Start of Dataset extract

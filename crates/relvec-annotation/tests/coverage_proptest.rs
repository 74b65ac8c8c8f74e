//! Property tests for tag merging

use proptest::prelude::*;

use relvec_annotation::{AnnotationReader, WhitespaceTokenizer};
use relvec_core::{reconstruct_spans, Document, ReaderConfig};

fn reader() -> AnnotationReader {
    AnnotationReader::with_tokenizer(ReaderConfig::default(), WhitespaceTokenizer)
}

proptest! {
    #[test]
    fn prop_every_token_has_one_tag(
        words in prop::collection::vec(("[a-z]{1,6}", any::<bool>()), 1..20),
    ) {
        let tokens: Vec<&str> = words.iter().map(|(w, _)| w.as_str()).collect();
        let text = tokens.join(" ");
        let spans = reconstruct_spans(&tokens);

        let mut ann = String::new();
        for (i, ((word, tagged), span)) in words.iter().zip(&spans).enumerate() {
            if *tagged {
                ann.push_str(&format!("T{}\tEntity {} {}\t{}\n", i + 1, span.start, span.end, word));
            }
        }

        let doc = reader().read_document(&Document::new("p", text, ann)).unwrap();
        let tags = &doc.tags;

        prop_assert_eq!(tags.len(), tokens.len());
        prop_assert!(tags.covers(&doc.tokens));
        prop_assert!(tags.as_slice().windows(2).all(|w| w[0].start <= w[1].start));

        for token in &doc.tokens {
            let claims = tags.iter().filter(|t| t.span().intersects(token.span())).count();
            prop_assert_eq!(claims, 1);
        }

        let mut ids: Vec<&str> = tags.iter().map(|t| t.id.as_str()).collect();
        ids.sort_unstable();
        ids.dedup();
        prop_assert_eq!(ids.len(), tags.len());
    }

    #[test]
    fn prop_multi_token_tags_absorb_tokens(
        words in prop::collection::vec("[a-z]{1,6}", 3..15),
        start in any::<prop::sample::Index>(),
    ) {
        let spans = reconstruct_spans(&words);
        let first = start.index(words.len() - 1);
        let last = first + 1;
        let ann = format!(
            "T1\tEntity {} {}\t{} {}\nR1\tself Arg1:T1 Arg2:T1\n",
            spans[first].start, spans[last].end, words[first], words[last]
        );

        let doc = reader()
            .read_document(&Document::new("p", words.join(" "), ann))
            .unwrap();

        prop_assert_eq!(doc.tags.len(), words.len() - 1);
        prop_assert_eq!(doc.relations[0].entity1, first);
        let labels = doc.tags.segment_labels();
        prop_assert_eq!(labels[first].as_str(), "Entity");
    }
}
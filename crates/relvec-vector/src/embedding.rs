//! Word vectors for token lookup
//!
//! Reads the word2vec text format:
//!
//! ```text
//! 3 4
//! the 0.1 0.2 0.3 0.4
//! cat 0.5 0.1 0.0 0.2
//! sat 0.3 0.3 0.1 0.9
//! ```
//!
//! The `count dim` header is optional.

use std::collections::HashMap;
use std::io::BufRead;
use std::path::Path;

use relvec_core::{EmbeddingConfig, FeatureFlags, RelvecError, Result};

use crate::WordEmbedding;

/// In-memory word vector table
#[derive(Debug, Clone)]
pub struct WordVectors {
    dimension: usize,
    vectors: HashMap<String, Vec<f32>>,
    features: FeatureFlags,
}

impl WordVectors {
    /// Create an empty table of the given width
    pub fn new(dimension: usize) -> Self {
        Self {
            dimension,
            vectors: HashMap::new(),
            features: FeatureFlags::default(),
        }
    }

    /// Add or replace a word vector
    pub fn insert(&mut self, word: impl Into<String>, vector: Vec<f32>) -> Result<()> {
        let word = word.into();
        if vector.len() != self.dimension {
            return Err(RelvecError::Embedding(format!(
                "vector for {word:?} has width {} (expected {})",
                vector.len(),
                self.dimension
            )));
        }
        self.vectors.insert(word, vector);
        Ok(())
    }

    /// Request linguistic features from this source
    ///
    /// Plain word vectors carry no such features; the flags are kept so
    /// callers can inspect them, and a warning is logged.
    pub fn with_features(mut self, features: FeatureFlags) -> Self {
        if features.any() {
            tracing::warn!(
                "Word vectors provide no linguistic features; ignoring ner={} pos={} dependency={}",
                features.ner,
                features.pos,
                features.dependency
            );
        }
        self.features = features;
        self
    }

    pub fn features(&self) -> FeatureFlags {
        self.features
    }

    pub fn len(&self) -> usize {
        self.vectors.len()
    }

    pub fn is_empty(&self) -> bool {
        self.vectors.is_empty()
    }

    /// Parse word2vec text format
    pub fn from_reader<R: BufRead>(reader: R) -> Result<Self> {
        let mut table: Option<Self> = None;
        let mut expected_count = None;

        for (i, line) in reader.lines().enumerate() {
            let line_no = i + 1;
            let line = line.map_err(|e| {
                RelvecError::Embedding(format!("failed to read line {line_no}: {e}"))
            })?;
            let fields: Vec<&str> = line.split_whitespace().collect();
            if fields.is_empty() {
                continue;
            }

            if line_no == 1 && fields.len() == 2 {
                if let (Ok(count), Ok(dim)) = (fields[0].parse::<usize>(), fields[1].parse()) {
                    expected_count = Some(count);
                    table = Some(Self::new(dim));
                    continue;
                }
            }

            let table = table.get_or_insert_with(|| Self::new(fields.len() - 1));
            let vector = fields[1..]
                .iter()
                .map(|v| v.parse::<f32>())
                .collect::<std::result::Result<Vec<_>, _>>()
                .map_err(|e| {
                    RelvecError::Embedding(format!("invalid value on line {line_no}: {e}"))
                })?;
            table.insert(fields[0], vector).map_err(|e| {
                RelvecError::Embedding(format!("line {line_no}: {e}"))
            })?;
        }

        let table = table
            .ok_or_else(|| RelvecError::Embedding("word vector file is empty".to_string()))?;

        if let Some(count) = expected_count {
            if count != table.len() {
                tracing::warn!(
                    "Word vector header announces {} words, read {}",
                    count,
                    table.len()
                );
            }
        }

        Ok(table)
    }

    /// Load word2vec text format from a file
    pub fn from_path(path: impl AsRef<Path>) -> Result<Self> {
        let path = path.as_ref();
        let file = std::fs::File::open(path).map_err(|e| RelvecError::Io {
            path: path.to_path_buf(),
            source: e,
        })?;
        let table = Self::from_reader(std::io::BufReader::new(file))?;

        tracing::info!(
            "Loaded {} word vectors of width {} from {}",
            table.len(),
            table.dimension,
            path.display()
        );
        Ok(table)
    }

    fn lookup_word(&self, word: &str) -> Option<&Vec<f32>> {
        self.vectors
            .get(word)
            .or_else(|| self.vectors.get(&word.to_lowercase()))
    }

    /// Mean of the word vectors of a multi-word segment
    fn phrase_vector(&self, phrase: &str) -> Option<Vec<f32>> {
        let mut sum = vec![0.0f32; self.dimension];
        let mut count = 0usize;
        for word in phrase.split_whitespace() {
            let vector = self.lookup_word(word)?;
            for (acc, v) in sum.iter_mut().zip(vector) {
                *acc += v;
            }
            count += 1;
        }
        if count == 0 {
            return None;
        }
        sum.iter_mut().for_each(|v| *v /= count as f32);
        Some(sum)
    }
}

impl WordEmbedding for WordVectors {
    fn vector_for(&self, token: &str) -> Option<Vec<f32>> {
        if let Some(vector) = self.lookup_word(token) {
            return Some(vector.clone());
        }
        if token.split_whitespace().nth(1).is_some() {
            return self.phrase_vector(token);
        }
        None
    }

    fn dimension(&self) -> usize {
        self.dimension
    }
}

/// Load the embedding source named in the config
pub fn load_embedding(config: &EmbeddingConfig) -> Result<Box<dyn WordEmbedding>> {
    let vectors = WordVectors::from_path(&config.path)?.with_features(config.features);
    Ok(Box::new(vectors))
}
//! Sentence-window trimming
//!
//! Picks a window of exactly `max_length` tokens that keeps both
//! entities of a relation instance.

use serde::{Deserialize, Serialize};
use thiserror::Error;

/// Why a sentence cannot be trimmed
#[derive(Debug, Clone, Copy, PartialEq, Eq, Error, Serialize, Deserialize)]
#[serde(tag = "kind", rename_all = "snake_case")]
pub enum CannotTrim {
    #[error("sentence of {length} tokens already fits in {max_length}")]
    WithinLimit { length: usize, max_length: usize },

    #[error("entities {distance} tokens apart cannot share a window of {max_length}")]
    EntitiesTooFarApart { distance: usize, max_length: usize },

    #[error("no window of {max_length} tokens contains positions {entity1} and {entity2}")]
    NoWindow {
        entity1: usize,
        entity2: usize,
        max_length: usize,
    },
}

/// A trimmed window with entity positions relative to its start
#[derive(Debug, Clone, Copy, PartialEq, Eq)]
pub struct TrimmedWindow<'a, T> {
    /// Window start in the original sentence
    pub start: usize,
    pub tokens: &'a [T],
    pub entity1: usize,
    pub entity2: usize,
}

/// Select the `max_length` window holding both entities
///
/// Every start `i` whose window `[i, i + max_length - 1]` contains both
/// positions is scored `|left - right|`, with `left = entity1 - i` and
/// `right = -|entity2 - (i + max_length - 1)|`. The lowest score wins and
/// ties go to the lowest start. Positions are used exactly as passed, so
/// `entity1` may come after `entity2`.
pub fn trim_long_sentence<T>(
    sentence: &[T],
    max_length: usize,
    entity1: usize,
    entity2: usize,
) -> Result<TrimmedWindow<'_, T>, CannotTrim> {
    let length = sentence.len();
    if length <= max_length {
        return Err(CannotTrim::WithinLimit { length, max_length });
    }

    let distance = entity1.abs_diff(entity2);
    if distance >= max_length {
        return Err(CannotTrim::EntitiesTooFarApart {
            distance,
            max_length,
        });
    }

    let first = entity1.min(entity2);
    let last = entity1.max(entity2);
    let e1 = entity1 as isize;
    let e2 = entity2 as isize;

    let mut best: Option<(usize, isize)> = None;
    for start in 0..=(length - max_length) {
        let end = start + max_length - 1;
        if first < start || last > end {
            continue;
        }

        let left_margin = e1 - start as isize;
        let right_margin = -(e2 - end as isize).abs();
        let score = (left_margin - right_margin).abs();

        if best.map_or(true, |(_, best_score)| score < best_score) {
            best = Some((start, score));
        }
    }

    let (start, _) = best.ok_or(CannotTrim::NoWindow {
        entity1,
        entity2,
        max_length,
    })?;

    Ok(TrimmedWindow {
        start,
        tokens: &sentence[start..start + max_length],
        entity1: entity1 - start,
        entity2: entity2 - start,
    })
}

End of Dataset extract

● **Task item**
Lines above with the string "tracing" need to be found and copied.

● **Exercise response**
            tracing::warn!(
                tracing::warn!(
        tracing::info!(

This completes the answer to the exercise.